ACSH scientists noted with concern that the hypothetical threat of a smallpox attack has overshadowed the threat of anthrax, even though we have already experienced a domestic terrorist attack with anthrax.

"Anthrax, in many respects, is an ideal bioweapon," stated ACSH President Dr. Elizabeth Whelan. "It lends itself to aerosolization; its spores can be modified to an ideal size for inhalation and resultant widespread dissemination via the lungs, lymph nodes and bloodstream; and the spores resist decontamination and may persist in the environment for long periods of time. Further, the effective dispersion of a large quantity of anthrax spores could have a devastating effect on a concentrated urban population. As we saw with the mailing of several anthrax-laced letters in October 2001, even a small amount of anthrax can cause fatal illness and spread panic out of proportion to the actual danger."

"Much has been made of the threat to public health posed by the potential use of smallpox as a biological weapon," Dr. Whelan continues. "This has been the main thrust of our nation's biodefense preparations over the course of the last 18 months, despite the fact that the last case of naturally-occurring smallpox was in 1977 and we do not know for certain that any nation or terrorist group has weaponized smallpox. Our new national policy now includes smallpox vaccinations for the military and some medical professionals and first responders. However, while some concern is warranted, there is the risk that the emphasis on smallpox could indeed overshadow the dangers posed by other potential bioterror weapons, particularly anthrax."

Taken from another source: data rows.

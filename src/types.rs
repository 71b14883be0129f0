use serde::{Deserialize, Serialize};

use crate::homography::Homography;

/// Image dimensions a correction is computed for. Immutable for the duration
/// of one homography computation.
#[derive(Clone, Copy, Debug, PartialEq, Eq, Serialize, Deserialize)]
pub struct Frame {
    pub width: u32,
    pub height: u32,
}

impl Frame {
    pub fn new(width: u32, height: u32) -> Self {
        Self { width, height }
    }

    #[inline]
    pub fn is_empty(&self) -> bool {
        self.width == 0 || self.height == 0
    }

    #[inline]
    pub fn w(&self) -> f64 {
        self.width as f64
    }

    #[inline]
    pub fn h(&self) -> f64 {
        self.height as f64
    }

    /// Frame center in pixel coordinates.
    #[inline]
    pub fn center(&self) -> [f64; 2] {
        [self.w() * 0.5, self.h() * 0.5]
    }

    #[inline]
    pub fn diagonal(&self) -> f64 {
        (self.w() * self.w() + self.h() * self.h()).sqrt()
    }
}

/// Camera rotation angles in degrees.
///
/// Yaw swings the camera left/right (horizontal keystone), pitch tilts it
/// up/down (vertical keystone), roll twists it in the image plane.
#[derive(Clone, Copy, Debug, Default, PartialEq, Serialize, Deserialize)]
pub struct RotationParams {
    pub yaw: f64,
    pub pitch: f64,
    pub roll: f64,
}

/// Yaw/pitch stay short of ±90° where the projection blows up.
pub const YAW_PITCH_LIMIT_DEG: f64 = 85.0;
pub const ROLL_LIMIT_DEG: f64 = 90.0;

impl RotationParams {
    pub fn new(yaw: f64, pitch: f64, roll: f64) -> Self {
        Self { yaw, pitch, roll }
    }

    /// Returns the angles clamped into their numerically safe ranges.
    pub fn clamped(&self) -> Self {
        Self {
            yaw: self.yaw.clamp(-YAW_PITCH_LIMIT_DEG, YAW_PITCH_LIMIT_DEG),
            pitch: self.pitch.clamp(-YAW_PITCH_LIMIT_DEG, YAW_PITCH_LIMIT_DEG),
            roll: self.roll.clamp(-ROLL_LIMIT_DEG, ROLL_LIMIT_DEG),
        }
    }

    pub fn is_neutral(&self) -> bool {
        const EPS: f64 = 1e-4;
        self.yaw.abs() < EPS && self.pitch.abs() < EPS && self.roll.abs() < EPS
    }
}

/// Which rotation model turns the parameter set into a homography.
#[derive(Clone, Copy, Debug, Default, PartialEq, Eq, Serialize, Deserialize)]
#[serde(rename_all = "snake_case")]
pub enum RotationStrategy {
    /// Sequential per-axis 3D projection with re-centering after each axis.
    Simple,
    /// Pinhole composition `K · Rz · Rx · Ry · K⁻¹`.
    #[default]
    Camera,
    /// Exponential lens-shift matrix chain; yaw/pitch act as shift sliders,
    /// shear/ortho-correction/aspect are consumed here.
    LensShift,
}

/// Full mutable parameter set of one editing session.
#[derive(Clone, Copy, Debug, PartialEq, Serialize, Deserialize)]
#[serde(default)]
pub struct GeometryParams {
    pub rotation: RotationParams,
    pub strategy: RotationStrategy,
    /// Shear slider in [-100, 100]; only the lens-shift model consumes it.
    pub shear: f64,
    /// Ortho-correction in [0, 100]; only the lens-shift model consumes it.
    pub ortho_correction: f64,
    /// Anisotropic aspect multiplier, must stay positive. 1.0 is neutral.
    pub aspect: f64,
    /// Uniform zoom slider, `zoom = 1 + scale / 50`. Non-negative.
    pub scale: f64,
    /// Post-transform translation in pixels.
    pub shift_x: f64,
    pub shift_y: f64,
}

impl Default for GeometryParams {
    fn default() -> Self {
        Self {
            rotation: RotationParams::default(),
            strategy: RotationStrategy::default(),
            shear: 0.0,
            ortho_correction: 0.0,
            aspect: 1.0,
            scale: 0.0,
            shift_x: 0.0,
            shift_y: 0.0,
        }
    }
}

impl GeometryParams {
    /// True when every parameter sits at its neutral value, so the resulting
    /// homography is the identity.
    pub fn is_neutral(&self) -> bool {
        const EPS: f64 = 1e-4;
        self.rotation.is_neutral()
            && self.shear.abs() < EPS
            && self.ortho_correction.abs() < EPS
            && (self.aspect - 1.0).abs() < EPS
            && self.scale.abs() < EPS
            && self.shift_x.abs() < EPS
            && self.shift_y.abs() < EPS
    }
}

/// Outcome of a guided correction: the solved parameters, the forward
/// homography, the border-free zoom and the solver's final objective value
/// (diagnostics only).
#[derive(Clone, Debug, Serialize)]
pub struct CorrectionResult {
    pub params: GeometryParams,
    pub homography: Homography,
    pub zoom_factor: f64,
    pub residual: f64,
}
//! Engine configuration.
//!
//! All calibration constants live here and are passed explicitly into the
//! rotation models and the pipeline instead of hiding behind module globals.
//! The defaults reproduce the reference visual behavior; every value is an
//! empirically tuned constant, not derived from first principles.

use serde::Deserialize;
use std::path::Path;
use thiserror::Error;

use crate::detect::DetectorOptions;
use crate::solver::SolverOptions;

#[derive(Debug, Error)]
pub enum ConfigError {
    #[error("failed to read config {path}: {source}")]
    Io {
        path: String,
        source: std::io::Error,
    },
    #[error("failed to parse config {path}: {source}")]
    Parse {
        path: String,
        source: serde_json::Error,
    },
}

#[derive(Clone, Debug, Deserialize)]
#[serde(default)]
pub struct EngineConfig {
    /// Effective focal length (mm, 35mm-equivalent diagonal) for the simple
    /// per-axis model.
    pub simple_focal_mm: f64,
    /// Pinhole focal length as a fraction of `max(width, height)`.
    pub camera_focal_factor: f64,
    /// Focal length (mm) feeding the exponential lens-shift chain.
    pub lens_shift_focal_mm: f64,
    /// Host slider units to degrees for yaw/pitch keystone sliders.
    pub slider_to_degrees: f64,
    /// Divisor in `zoom = 1 + scale / zoom_divisor`.
    pub zoom_divisor: f64,
    /// Divisor and gain in `aspect = 1 + slider / aspect_divisor * aspect_gain`.
    pub aspect_divisor: f64,
    pub aspect_gain: f64,
    /// Ceiling for the automatic border-free zoom.
    pub max_zoom: f64,
    /// Cap for interactively drawn guides before the set resets.
    pub max_interactive_guides: usize,
    pub solver: SolverOptions,
    pub detector: DetectorOptions,
}

impl Default for EngineConfig {
    fn default() -> Self {
        Self {
            simple_focal_mm: 50.0,
            camera_focal_factor: 1.2,
            lens_shift_focal_mm: 28.0,
            slider_to_degrees: 0.3,
            zoom_divisor: 50.0,
            aspect_divisor: 100.0,
            aspect_gain: 0.2,
            max_zoom: 5.0,
            max_interactive_guides: crate::guide::DEFAULT_GUIDE_CAPACITY,
            solver: SolverOptions::default(),
            detector: DetectorOptions::default(),
        }
    }
}

impl EngineConfig {
    /// Loads a configuration overlay from a JSON file; absent fields keep
    /// their defaults.
    pub fn from_json_file(path: &Path) -> Result<Self, ConfigError> {
        let data = std::fs::read_to_string(path).map_err(|source| ConfigError::Io {
            path: path.display().to_string(),
            source,
        })?;
        serde_json::from_str(&data).map_err(|source| ConfigError::Parse {
            path: path.display().to_string(),
            source,
        })
    }

    /// Maps a keystone slider value to degrees. Host-facing: the engine takes
    /// angles directly, this is for UIs exposing slider units.
    #[inline]
    pub fn degrees_from_slider(&self, slider: f64) -> f64 {
        slider * self.slider_to_degrees
    }

    /// Uniform zoom factor for a scale slider value.
    #[inline]
    pub fn zoom_from_scale(&self, scale: f64) -> f64 {
        1.0 + scale.max(0.0) / self.zoom_divisor
    }

    /// Aspect multiplier for an aspect slider value, floored to stay
    /// positive. Host-facing, like [`Self::degrees_from_slider`].
    #[inline]
    pub fn aspect_from_slider(&self, slider: f64) -> f64 {
        (1.0 + slider / self.aspect_divisor * self.aspect_gain).max(0.05)
    }
}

Dr. Gilbert Ross, ACSH's Medical Director, says the organization's new anthrax report puts the risks in proper perspective. "This report is an extremely thorough and valuable addition to the literature on bioterrorism preparedness. Another anthrax assault is a very real possibility we seem to have forgotten how easily the infection was introduced and spread in 2001. The public is apathetic now, believing that a little cipro will save them. But this is not the case before we can start using such a drug, many thousands may be sickened and die." He continued, "I have been concerned since that autumn as to why more efforts have not been undertaken to assure our civilian population that stores of anthrax vaccine are readily available, while our overseas forces have all been vaccinated with this safe and effective vaccine. I hope it doesn't take another, much more damaging anthrax attack to get our federal public health officials to take this threat more seriously."

These findings were published in a new ACSH report, ANTHRAX: What You Need to Know
. In addition, the report explains the biological characteristics of the agent, the various forms of the disease, methods of treatment, and the available vaccine. It also provides answers to many practical questions regarding what to do in the event of an anthrax attack and which concerns about anthrax are real, as opposed to hypothetical.